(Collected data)
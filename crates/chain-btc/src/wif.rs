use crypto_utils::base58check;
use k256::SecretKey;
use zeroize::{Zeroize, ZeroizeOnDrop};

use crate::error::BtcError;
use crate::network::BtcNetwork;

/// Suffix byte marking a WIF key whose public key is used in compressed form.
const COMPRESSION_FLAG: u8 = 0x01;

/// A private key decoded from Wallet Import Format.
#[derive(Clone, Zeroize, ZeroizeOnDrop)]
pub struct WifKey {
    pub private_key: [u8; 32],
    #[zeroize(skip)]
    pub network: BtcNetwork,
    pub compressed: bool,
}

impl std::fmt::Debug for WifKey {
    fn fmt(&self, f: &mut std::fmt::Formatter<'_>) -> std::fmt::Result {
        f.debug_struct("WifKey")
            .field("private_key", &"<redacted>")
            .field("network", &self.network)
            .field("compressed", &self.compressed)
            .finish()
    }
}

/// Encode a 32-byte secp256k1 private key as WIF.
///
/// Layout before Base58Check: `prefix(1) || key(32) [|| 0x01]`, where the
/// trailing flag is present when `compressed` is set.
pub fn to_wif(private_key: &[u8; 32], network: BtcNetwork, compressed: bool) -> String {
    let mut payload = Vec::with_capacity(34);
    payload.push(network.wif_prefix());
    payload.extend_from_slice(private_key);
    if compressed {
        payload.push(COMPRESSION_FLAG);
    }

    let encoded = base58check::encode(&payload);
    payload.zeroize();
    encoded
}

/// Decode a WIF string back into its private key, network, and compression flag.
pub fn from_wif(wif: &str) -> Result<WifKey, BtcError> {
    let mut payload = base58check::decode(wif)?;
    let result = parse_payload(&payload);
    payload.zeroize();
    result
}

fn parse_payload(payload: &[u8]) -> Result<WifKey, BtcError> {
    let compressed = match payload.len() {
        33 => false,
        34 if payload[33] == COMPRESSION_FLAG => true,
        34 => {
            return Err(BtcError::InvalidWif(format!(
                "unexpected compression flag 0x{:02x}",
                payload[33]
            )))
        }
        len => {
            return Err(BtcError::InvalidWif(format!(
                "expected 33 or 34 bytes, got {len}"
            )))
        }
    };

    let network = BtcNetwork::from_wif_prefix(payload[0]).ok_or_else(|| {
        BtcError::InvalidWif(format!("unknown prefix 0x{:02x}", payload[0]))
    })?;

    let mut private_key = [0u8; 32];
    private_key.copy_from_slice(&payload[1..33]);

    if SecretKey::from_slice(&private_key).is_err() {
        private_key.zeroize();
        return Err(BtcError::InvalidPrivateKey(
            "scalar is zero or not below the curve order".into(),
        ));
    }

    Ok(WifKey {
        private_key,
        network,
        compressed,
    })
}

---

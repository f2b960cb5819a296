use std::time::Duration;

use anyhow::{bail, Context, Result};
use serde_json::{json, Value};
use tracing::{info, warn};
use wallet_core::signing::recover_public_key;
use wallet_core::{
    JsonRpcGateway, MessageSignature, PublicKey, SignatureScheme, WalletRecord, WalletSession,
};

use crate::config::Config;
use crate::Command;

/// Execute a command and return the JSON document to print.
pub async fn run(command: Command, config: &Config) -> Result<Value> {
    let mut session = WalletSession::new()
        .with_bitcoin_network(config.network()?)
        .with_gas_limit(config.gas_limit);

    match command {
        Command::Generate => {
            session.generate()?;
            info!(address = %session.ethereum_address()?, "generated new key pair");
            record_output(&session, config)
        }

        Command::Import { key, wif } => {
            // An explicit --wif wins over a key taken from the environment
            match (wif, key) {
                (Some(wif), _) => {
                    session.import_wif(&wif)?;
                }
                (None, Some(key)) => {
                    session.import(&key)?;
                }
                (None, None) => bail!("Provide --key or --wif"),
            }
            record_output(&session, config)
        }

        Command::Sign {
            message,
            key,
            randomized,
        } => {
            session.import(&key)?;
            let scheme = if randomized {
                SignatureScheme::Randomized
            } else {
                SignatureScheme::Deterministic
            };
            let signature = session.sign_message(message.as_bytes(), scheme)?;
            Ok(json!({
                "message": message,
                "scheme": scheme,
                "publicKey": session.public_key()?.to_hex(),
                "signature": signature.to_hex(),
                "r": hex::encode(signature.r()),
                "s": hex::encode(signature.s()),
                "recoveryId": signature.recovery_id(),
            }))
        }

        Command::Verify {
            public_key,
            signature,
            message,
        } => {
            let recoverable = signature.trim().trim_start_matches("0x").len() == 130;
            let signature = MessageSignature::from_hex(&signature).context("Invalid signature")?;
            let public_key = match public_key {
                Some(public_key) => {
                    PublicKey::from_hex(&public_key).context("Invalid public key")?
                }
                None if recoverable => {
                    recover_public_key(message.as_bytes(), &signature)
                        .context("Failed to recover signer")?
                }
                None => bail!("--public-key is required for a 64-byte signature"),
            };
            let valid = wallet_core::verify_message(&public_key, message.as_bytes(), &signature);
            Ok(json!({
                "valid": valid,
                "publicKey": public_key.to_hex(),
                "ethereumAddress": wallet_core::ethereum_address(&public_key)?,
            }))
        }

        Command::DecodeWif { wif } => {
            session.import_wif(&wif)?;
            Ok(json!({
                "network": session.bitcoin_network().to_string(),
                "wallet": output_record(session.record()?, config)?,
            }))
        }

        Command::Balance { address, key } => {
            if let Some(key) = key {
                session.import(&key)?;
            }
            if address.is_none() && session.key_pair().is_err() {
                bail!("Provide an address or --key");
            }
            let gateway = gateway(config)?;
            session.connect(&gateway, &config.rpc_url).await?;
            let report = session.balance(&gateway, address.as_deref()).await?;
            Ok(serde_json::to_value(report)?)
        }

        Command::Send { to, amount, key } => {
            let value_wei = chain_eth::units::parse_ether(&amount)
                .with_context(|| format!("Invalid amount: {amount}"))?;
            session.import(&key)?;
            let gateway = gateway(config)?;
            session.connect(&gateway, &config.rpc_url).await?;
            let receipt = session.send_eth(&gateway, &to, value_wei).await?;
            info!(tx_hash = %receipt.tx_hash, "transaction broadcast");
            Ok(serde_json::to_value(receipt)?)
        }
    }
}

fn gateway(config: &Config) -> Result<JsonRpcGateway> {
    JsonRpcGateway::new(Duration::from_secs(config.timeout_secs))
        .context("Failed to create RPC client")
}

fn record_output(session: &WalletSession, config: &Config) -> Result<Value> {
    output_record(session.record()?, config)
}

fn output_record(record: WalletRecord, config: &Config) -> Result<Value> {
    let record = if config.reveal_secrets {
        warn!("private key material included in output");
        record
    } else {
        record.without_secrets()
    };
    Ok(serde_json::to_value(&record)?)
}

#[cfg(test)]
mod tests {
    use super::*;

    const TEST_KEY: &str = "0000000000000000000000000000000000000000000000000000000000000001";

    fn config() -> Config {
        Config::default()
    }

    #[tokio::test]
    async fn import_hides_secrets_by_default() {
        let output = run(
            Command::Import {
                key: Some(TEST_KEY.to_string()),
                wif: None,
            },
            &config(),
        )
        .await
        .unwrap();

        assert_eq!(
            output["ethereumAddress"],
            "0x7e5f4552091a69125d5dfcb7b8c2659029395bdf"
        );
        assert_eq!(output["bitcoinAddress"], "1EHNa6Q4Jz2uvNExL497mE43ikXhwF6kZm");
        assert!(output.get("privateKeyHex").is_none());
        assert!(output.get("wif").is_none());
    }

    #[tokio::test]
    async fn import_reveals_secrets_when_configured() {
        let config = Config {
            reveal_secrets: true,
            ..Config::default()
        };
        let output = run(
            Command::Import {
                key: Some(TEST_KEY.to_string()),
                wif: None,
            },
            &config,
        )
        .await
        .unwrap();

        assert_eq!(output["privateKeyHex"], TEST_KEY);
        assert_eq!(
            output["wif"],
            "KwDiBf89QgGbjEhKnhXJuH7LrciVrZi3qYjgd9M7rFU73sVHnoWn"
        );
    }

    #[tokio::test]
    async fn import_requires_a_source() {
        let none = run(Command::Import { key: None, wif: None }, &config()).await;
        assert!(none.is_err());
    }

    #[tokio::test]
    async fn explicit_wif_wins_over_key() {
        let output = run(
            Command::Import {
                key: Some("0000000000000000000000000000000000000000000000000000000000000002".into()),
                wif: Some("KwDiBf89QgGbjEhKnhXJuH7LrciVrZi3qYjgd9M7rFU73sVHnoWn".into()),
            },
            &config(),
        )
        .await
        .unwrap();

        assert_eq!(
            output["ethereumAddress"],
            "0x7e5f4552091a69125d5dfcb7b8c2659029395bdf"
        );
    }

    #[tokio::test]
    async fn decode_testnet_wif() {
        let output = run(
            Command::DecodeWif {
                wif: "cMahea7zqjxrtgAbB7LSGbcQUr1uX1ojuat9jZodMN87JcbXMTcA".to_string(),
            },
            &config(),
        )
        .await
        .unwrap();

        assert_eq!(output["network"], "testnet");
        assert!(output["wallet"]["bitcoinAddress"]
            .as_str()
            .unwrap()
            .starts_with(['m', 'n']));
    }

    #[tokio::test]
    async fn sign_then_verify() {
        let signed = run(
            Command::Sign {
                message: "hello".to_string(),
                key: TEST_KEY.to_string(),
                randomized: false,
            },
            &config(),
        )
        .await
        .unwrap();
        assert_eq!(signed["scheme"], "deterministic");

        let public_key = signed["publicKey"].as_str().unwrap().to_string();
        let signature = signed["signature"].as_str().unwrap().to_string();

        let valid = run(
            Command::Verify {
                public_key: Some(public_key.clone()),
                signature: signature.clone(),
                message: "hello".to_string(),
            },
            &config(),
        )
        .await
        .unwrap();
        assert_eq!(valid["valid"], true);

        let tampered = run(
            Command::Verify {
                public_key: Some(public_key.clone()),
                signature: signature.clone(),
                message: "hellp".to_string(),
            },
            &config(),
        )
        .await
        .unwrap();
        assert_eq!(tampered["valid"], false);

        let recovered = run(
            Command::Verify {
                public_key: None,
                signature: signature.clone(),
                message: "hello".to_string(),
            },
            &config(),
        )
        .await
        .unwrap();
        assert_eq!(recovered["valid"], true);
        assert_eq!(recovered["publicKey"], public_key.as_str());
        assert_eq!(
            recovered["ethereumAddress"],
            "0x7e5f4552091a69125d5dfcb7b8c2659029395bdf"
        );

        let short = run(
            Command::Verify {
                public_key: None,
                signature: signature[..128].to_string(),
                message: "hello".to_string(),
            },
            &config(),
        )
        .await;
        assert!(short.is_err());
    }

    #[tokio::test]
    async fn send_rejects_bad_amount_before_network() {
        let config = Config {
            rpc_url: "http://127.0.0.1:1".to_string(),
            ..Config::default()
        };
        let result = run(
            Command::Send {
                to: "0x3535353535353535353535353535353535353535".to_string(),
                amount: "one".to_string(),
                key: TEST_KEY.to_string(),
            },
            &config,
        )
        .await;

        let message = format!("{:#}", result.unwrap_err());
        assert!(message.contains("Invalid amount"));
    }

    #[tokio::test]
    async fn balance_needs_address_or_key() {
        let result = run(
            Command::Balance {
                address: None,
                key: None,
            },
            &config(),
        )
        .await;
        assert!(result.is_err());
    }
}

_Assignment_: Copy each line above where "bool" appears.

_Result of this exercise_:
    pub compressed: bool,
pub fn to_wif(private_key: &[u8; 32], network: BtcNetwork, compressed: bool) -> String {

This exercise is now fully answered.